Based on the above results, the modification effect of P element on the Al2O3 surface hydroxyl groups was explored. Figure S3 is the infrared spectrum of the carrier in the range of 4000 cm−1–700 cm−1. The stretching vibration peaks of the hydroxyl groups are in the range of 3670cm−1–3230cm−1 [25], however, the peak in this range is a relatively wide peak, which cannot further distinguish the different types of hydroxyl groups. As shown in Figure 3 and the amplification of Figure S4 in the range of 1600 cm−1–700 cm−1, the peaks attributed to P-OH in the range of 847 cm−1–1050 cm−1 cannot be distinguished due to the overlap with the peaks of Al-O. A new peak appeared in the range of 1000 cm−1–1174 cm−1 [26], which was attributed to the phosphorus–oxygen bond peak. It can be seen that with the increase of P content, the peak gradually became stronger and shifted toward the high wave number. Dong et al. [27] showed that the P element introduced by the impregnation method was mainly adsorbed on the surface of Al2O3 in the form of phosphate, thus modifying the surface of Al2O3. Phosphate compounds have three basic forms: PO43−, HPO42− and H2PO4. For phosphate compounds with different forms, the corresponding infrared wave number of phosphates was PO43− < HPO42− < H2PO4 [25,28], which indicated that with the increase of P content, PO43−, HPO42−, H2PO4 gradually appeared and dominated.

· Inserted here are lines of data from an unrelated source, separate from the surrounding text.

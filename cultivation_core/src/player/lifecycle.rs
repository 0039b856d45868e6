//! Player creation and the abandon-path lifecycle event.

use std::collections::{HashMap, HashSet};

use rand::Rng;

use super::model::{EquipmentSlots, Player};
use crate::config::RealmEntry;
use crate::inventory::StorageRing;
use crate::scheduler::ActivityState;
use crate::types::{CultivationPath, SpiritualRoot};

const STARTING_CRITICAL_RATE: f64 = 0.05;
const STARTING_CRITICAL_DAMAGE: f64 = 1.5;
const STARTING_HIT_RATE: f64 = 0.95;
const STARTING_DODGE_RATE: f64 = 0.05;
const STARTING_STORAGE_CAPACITY: u32 = 10;
const STARTING_LIFESPAN: i64 = 120;
const ABANDON_PATH_COOLDOWN_SECS: i64 = 3600;

/// Draw a spiritual root from the weighted rarity table.
pub fn draw_spiritual_root(rng: &mut impl Rng) -> SpiritualRoot {
    let table = SpiritualRoot::weighted_table();
    let total: u32 = table.iter().map(|(_, w)| w).sum();
    let mut roll = rng.gen_range(0..total);
    for (root, weight) in table {
        if roll < *weight {
            return *root;
        }
        roll -= weight;
    }
    table.last().unwrap().0
}

/// Create a new Player on first "enter cultivation" command: a randomly
/// chosen spiritual root and base stats derived from realm 0.
pub fn create_player(
    user_id: impl Into<String>,
    display_name: Option<String>,
    path: CultivationPath,
    realm_zero: &RealmEntry,
    now: i64,
    rng: &mut impl Rng,
) -> Player {
    let spiritual_root = draw_spiritual_root(rng);

    let (physical_attack, magic_attack) = match path {
        CultivationPath::Spirit => (
            realm_zero.base_physical_attack * 7 / 10,
            realm_zero.base_magic_attack * 13 / 10,
        ),
        CultivationPath::Body => (
            realm_zero.base_physical_attack * 13 / 10,
            realm_zero.base_magic_attack * 7 / 10,
        ),
    };

    Player {
        user_id: user_id.into(),
        display_name,
        realm_index: 0,
        cultivation_path: path,
        spiritual_root,
        experience: 0,
        lifespan: STARTING_LIFESPAN,
        gold: 0,
        hp: realm_zero.base_hp,
        max_hp: realm_zero.base_hp,
        mp: realm_zero.base_mp,
        max_mp: realm_zero.base_mp,
        physical_attack,
        magic_attack,
        physical_defense: realm_zero.base_physical_defense,
        magic_defense: realm_zero.base_magic_defense,
        mental_power: 10,
        speed: realm_zero.base_speed,
        critical_rate: STARTING_CRITICAL_RATE,
        critical_damage: STARTING_CRITICAL_DAMAGE,
        hit_rate: STARTING_HIT_RATE,
        dodge_rate: STARTING_DODGE_RATE,
        equipment: EquipmentSlots::default(),
        learned_skills: HashSet::new(),
        equipped_skills: Vec::new(),
        active_temporary_effects: Vec::new(),
        permanent_pill_gains: Default::default(),
        has_resurrection_token: false,
        has_debuff_shield: false,
        pill_inventory: HashMap::new(),
        storage_ring: StorageRing::new(STARTING_STORAGE_CAPACITY),
        activity_state: ActivityState::Idle,
        last_check_in_date: now,
        cultivation_start_time: 0,
        last_start_time: HashMap::new(),
        last_abandon_time: None,
    }
}

/// Whether `abandon_path` may proceed right now given the global 1-hour
/// cooldown. Returns the remaining seconds on
/// failure.
pub fn check_abandon_cooldown(player: &Player, now: i64) -> Result<(), i64> {
    match player.last_abandon_time {
        Some(last) if now - last < ABANDON_PATH_COOLDOWN_SECS => {
            Err(ABANDON_PATH_COOLDOWN_SECS - (now - last))
        }
        _ => Ok(()),
    }
}

#[cfg(test)]
mod tests {
    use super::*;
    use rand::SeedableRng;
    use rand_chacha::ChaCha8Rng;

    fn sample_realm() -> RealmEntry {
        RealmEntry {
            name: "Qi Condensation".into(),
            required_exp: 1000,
            base_success_rate: 0.9,
            breakthrough_gains: Default::default(),
            base_hp: 500,
            base_mp: 200,
            base_speed: 10,
            base_physical_attack: 50,
            base_magic_attack: 50,
            base_physical_defense: 20,
            base_magic_defense: 20,
        }
    }

    #[test]
    fn spiritual_root_draw_is_deterministic_given_seed() {
        let mut rng_a = ChaCha8Rng::seed_from_u64(5);
        let mut rng_b = ChaCha8Rng::seed_from_u64(5);
        assert_eq!(draw_spiritual_root(&mut rng_a), draw_spiritual_root(&mut rng_b));
    }

    #[test]
    fn new_player_starts_idle_at_realm_zero() {
        let mut rng = ChaCha8Rng::seed_from_u64(1);
        let realm = sample_realm();
        let player = create_player("u1", None, CultivationPath::Spirit, &realm, 0, &mut rng);
        assert_eq!(player.realm_index, 0);
        assert_eq!(player.hp, realm.base_hp);
        assert!(matches!(player.activity_state, ActivityState::Idle));
        assert_eq!(player.equipped_skills.len(), 0);
    }

    #[test]
    fn abandon_cooldown_blocks_within_the_hour() {
        let mut rng = ChaCha8Rng::seed_from_u64(1);
        let realm = sample_realm();
        let mut player = create_player("u1", None, CultivationPath::Spirit, &realm, 0, &mut rng);
        player.last_abandon_time = Some(0);
        assert!(check_abandon_cooldown(&player, 1000).is_err());
        assert!(check_abandon_cooldown(&player, 4000).is_ok());
    }
}
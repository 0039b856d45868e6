//! Combat engine: a bounded, round-based simulator operating on
//! a flattened `CombatStats` snapshot rather than live player records.

mod action;
mod effects;
mod engine;
mod result;
mod stats;

pub use action::{finalize_damage, hit_check, mitigation_ratio};
pub use effects::{EffectDescriptor, EffectInstance, EffectKind};
pub use engine::resolve_battle;
pub use result::BattleOutcome;
pub use stats::{CombatStats, ResolvedSkill};
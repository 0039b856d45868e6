//! Pavilion shop: a small stock ledger sitting in
//! front of the item/pill catalogs, decremented atomically per purchase the
//! same way `StorageRing` counts distinct stacks.

use std::collections::HashMap;

use serde::{Deserialize, Serialize};

use crate::config::Catalogs;
use crate::error::DispatchError;
use crate::player::Player;

/// What the pavilion is currently willing to sell, and how many of each.
/// `None` means unlimited stock (most catalog items); a concrete count is
/// decremented on every successful `buy`.
#[derive(Debug, Clone, Default, Serialize, Deserialize)]
pub struct ShopStock {
    limited: HashMap<String, u32>,
}

#[derive(Debug, Clone, PartialEq)]
pub struct ShopItemInfo {
    pub id: String,
    pub name: String,
    pub price: u64,
    pub remaining: Option<u32>,
}

impl ShopStock {
    pub fn new() -> Self {
        ShopStock::default()
    }

    /// Restrict `item_id` to `count` remaining purchases. Call again to
    /// restock.
    pub fn set_limit(&mut self, item_id: &str, count: u32) {
        self.limited.insert(item_id.to_string(), count);
    }

    fn decrement_stock(&mut self, item_id: &str) -> Result<(), DispatchError> {
        match self.limited.get_mut(item_id) {
            Some(0) => Err(DispatchError::PreconditionNotMet {
                reason: format!("{} is out of stock", item_id),
            }),
            Some(remaining) => {
                *remaining -= 1;
                Ok(())
            }
            None => Ok(()),
        }
    }

    pub fn remaining(&self, item_id: &str) -> Option<u32> {
        self.limited.get(item_id).copied()
    }
}

/// Look up a catalog item or pill by id, reporting its price and any
/// pavilion stock limit.
pub fn item_info<'a>(catalogs: &'a Catalogs, stock: &ShopStock, id: &'a str) -> Result<ShopItemInfo, DispatchError> {
    if let Some(item) = catalogs.item(id) {
        return Ok(ShopItemInfo {
            id: item.id.clone(),
            name: item.name.clone(),
            price: item.price,
            remaining: stock.remaining(id),
        });
    }
    if let Some(pill) = catalogs.pill(id) {
        return Ok(ShopItemInfo {
            id: pill.id.clone(),
            name: pill.name.clone(),
            price: pill.price,
            remaining: stock.remaining(id),
        });
    }
    Err(DispatchError::NotFound {
        kind: "shop_item".to_string(),
        name: id.to_string(),
    })
}

/// Buy `quantity` of `item_id`, debiting gold and crediting the player's
/// storage ring (items) or pill inventory (pills). Atomic: on any failure,
/// neither gold, stock, nor inventory is mutated.
pub fn buy(player: &mut Player, catalogs: &Catalogs, stock: &mut ShopStock, item_id: &str, quantity: u32) -> Result<u64, DispatchError> {
    if quantity == 0 {
        return Err(DispatchError::PreconditionNotMet {
            reason: "quantity must be at least 1".to_string(),
        });
    }

    let (price, is_pill) = if let Some(item) = catalogs.item(item_id) {
        (item.price, false)
    } else if let Some(pill) = catalogs.pill(item_id) {
        (pill.price, true)
    } else {
        return Err(DispatchError::NotFound {
            kind: "shop_item".to_string(),
            name: item_id.to_string(),
        });
    };

    let total_price = price * quantity as u64;
    if player.gold < total_price {
        return Err(DispatchError::PreconditionNotMet {
            reason: format!("need {} gold, have {}", total_price, player.gold),
        });
    }

    for _ in 0..quantity {
        stock.decrement_stock(item_id)?;
    }

    player.gold -= total_price;
    if is_pill {
        *player.pill_inventory.entry(item_id.to_string()).or_insert(0) += quantity;
    } else {
        player.storage_ring.store(item_id, quantity)?;
    }
    Ok(total_price)
}

#[cfg(test)]
mod tests {
    use super::*;
    use crate::config::default_catalogs;
    use crate::player::create_player;
    use crate::types::CultivationPath;
    use rand::SeedableRng;
    use rand_chacha::ChaCha8Rng;

    fn sample_player(gold: u64) -> Player {
        let catalogs = default_catalogs();
        let mut rng = ChaCha8Rng::seed_from_u64(1);
        let mut player = create_player("u1", None, CultivationPath::Spirit, catalogs.realm(0).unwrap(), 0, &mut rng);
        player.gold = gold;
        player
    }

    fn any_item_id(catalogs: &Catalogs) -> String {
        catalogs.item("iron_sword").map(|i| i.id.clone()).unwrap_or_default()
    }

    #[test]
    fn buy_debits_gold_and_credits_ring() {
        let catalogs = default_catalogs();
        let id = any_item_id(&catalogs);
        let price = catalogs.item(&id).unwrap().price;
        let mut player = sample_player(price * 2);
        let mut stock = ShopStock::new();
        let spent = buy(&mut player, &catalogs, &mut stock, &id, 1).unwrap();
        assert_eq!(spent, price);
        assert_eq!(player.gold, price);
        assert!(player.storage_ring.has(&id, 1));
    }

    #[test]
    fn buy_fails_on_insufficient_gold() {
        let catalogs = default_catalogs();
        let id = any_item_id(&catalogs);
        let mut player = sample_player(0);
        let mut stock = ShopStock::new();
        assert!(buy(&mut player, &catalogs, &mut stock, &id, 1).is_err());
        assert_eq!(player.gold, 0);
    }

    #[test]
    fn limited_stock_exhausts_after_count() {
        let catalogs = default_catalogs();
        let id = any_item_id(&catalogs);
        let mut player = sample_player(1_000_000);
        let mut stock = ShopStock::new();
        stock.set_limit(&id, 1);
        buy(&mut player, &catalogs, &mut stock, &id, 1).unwrap();
        assert!(matches!(
            buy(&mut player, &catalogs, &mut stock, &id, 1),
            Err(DispatchError::PreconditionNotMet { .. })
        ));
    }
}
//! cultivation_cli - Interactive TUI for visualizing cultivation_core's stat
//! composition pipeline and running battles through its combat engine.

mod app;
mod ui;

use app::App;
use crossterm::{
    event::{self, DisableMouseCapture, EnableMouseCapture, Event, KeyCode, KeyModifiers},
    execute,
    terminal::{disable_raw_mode, enable_raw_mode, EnterAlternateScreen, LeaveAlternateScreen},
};
use ratatui::{backend::CrosstermBackend, Terminal};
use std::io;

fn main() -> io::Result<()> {
    // Setup terminal
    enable_raw_mode()?;
    let mut stdout = io::stdout();
    execute!(stdout, EnterAlternateScreen, EnableMouseCapture)?;
    let backend = CrosstermBackend::new(stdout);
    let mut terminal = Terminal::new(backend)?;

    // Create app
    let mut app = App::new();

    // Main loop
    loop {
        terminal.draw(|f| ui::draw(f, &app))?;

        if event::poll(std::time::Duration::from_millis(100))? {
            if let Event::Key(key) = event::read()? {
                match (key.code, key.modifiers) {
                    (KeyCode::Char('q'), _) | (KeyCode::Char('c'), KeyModifiers::CONTROL) => break,
                    (KeyCode::Tab, _) => app.next_tab(),
                    (KeyCode::BackTab, _) => app.prev_tab(),
                    (KeyCode::Char('1'), _) => app.set_tab(0),
                    (KeyCode::Char('2'), _) => app.set_tab(1),
                    (KeyCode::Char('3'), _) => app.set_tab(2),
                    (KeyCode::Char('4'), _) => app.set_tab(3),
                    (KeyCode::Char('5'), _) => app.set_tab(4),
                    (KeyCode::Char('6'), _) => app.set_tab(5),
                    (KeyCode::Up, _) | (KeyCode::Char('k'), _) => app.on_up(),
                    (KeyCode::Down, _) | (KeyCode::Char('j'), _) => app.on_down(),
                    (KeyCode::Left, _) | (KeyCode::Char('h'), _) => app.on_left(),
                    (KeyCode::Right, _) | (KeyCode::Char('l'), _) => app.on_right(),
                    (KeyCode::Enter, _) => app.on_enter(),
                    (KeyCode::Char(' '), _) => app.on_space(),
                    (KeyCode::Char('a'), _) => app.attack(),
                    (KeyCode::Char('b'), _) => app.toggle_battle_kind(),
                    (KeyCode::Char('t'), _) => app.tick_time(1.0),
                    (KeyCode::Char('r'), _) => app.reset(),
                    (KeyCode::Char('e'), _) => app.toggle_equip_target(),
                    (KeyCode::Char('u'), _) => app.unequip_current_slot(),
                    (KeyCode::Char('?'), _) => app.toggle_help(),
                    _ => {}
                }
            }
        }

        // Tick simulation
        app.tick(0.1);
    }

    // Restore terminal
    disable_raw_mode()?;
    execute!(
        terminal.backend_mut(),
        LeaveAlternateScreen,
        DisableMouseCapture
    )?;
    terminal.show_cursor()?;

    Ok(())
}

The surface chemical states of the supports were investigated by XPS analysis. Figure 4 depicts the P 2p XPS spectra of the supports. Supports with 0 wt.% and 0.1 wt.% phosphorus content could not detect the presence of P element because there was no phosphorus element or too little phosphorus on the surface of the supports, which was lower than the detection limit of the XPS instrument. The P 2p signal appeared in the samples where the P element content was more than 0.3 wt.%, and the higher the content of phosphorus, the stronger the signal. This is because the P element in xPθ-Al2O3 carrier was loaded by the impregnation method. After the carrier is calcined, phosphorus mainly existed on the surface of Al2O3 in the form of phosphate compounds. Therefore, the higher the content of phosphorus on the surface of the support, the stronger the signal was detected. However, the P 2p spectrum of supports were not symmetric peaks, which meant that there were different chemical states or environments of phosphorus on the surface of the supports. Since P existed in the form of P5+, there were different coordination environments of P elements on the surface of Al2O3, namely phosphates with different forms, such as PO43−, HPO42− and H2PO4 etc. For different types of phosphate compounds, the higher the degree of protonation of orthophosphate (i.e., PO43−), the higher its binding energy shifts. As shown in Table S5, the P 2P binding energy was measured. The binding energy of P 2p for PO43− was similar to that of 0.3Pθ-Al2O3, indicating that the P elements mainly exist in the form of PO43−. The P 2P binding energy of HPO42− is 133.4 eV [29], which is approximate to that of 0.6Pθ-Al2O3, indicating the HPO42− is the main form of phosphate on the surface of 0.6Pθ-Al2O3. The P 2p binding energy of H2PO4 is 133.8 eV, similar to 1Pθ-Al2O3, 1.5Pθ-Al2O3 and 3Pθ-Al2O3. It indicates that the H2PO4, which is connected with Al2O3 by single bond, is the dominant phosphate compound on the surface of Al2O3 when P content exceeds 1% [30].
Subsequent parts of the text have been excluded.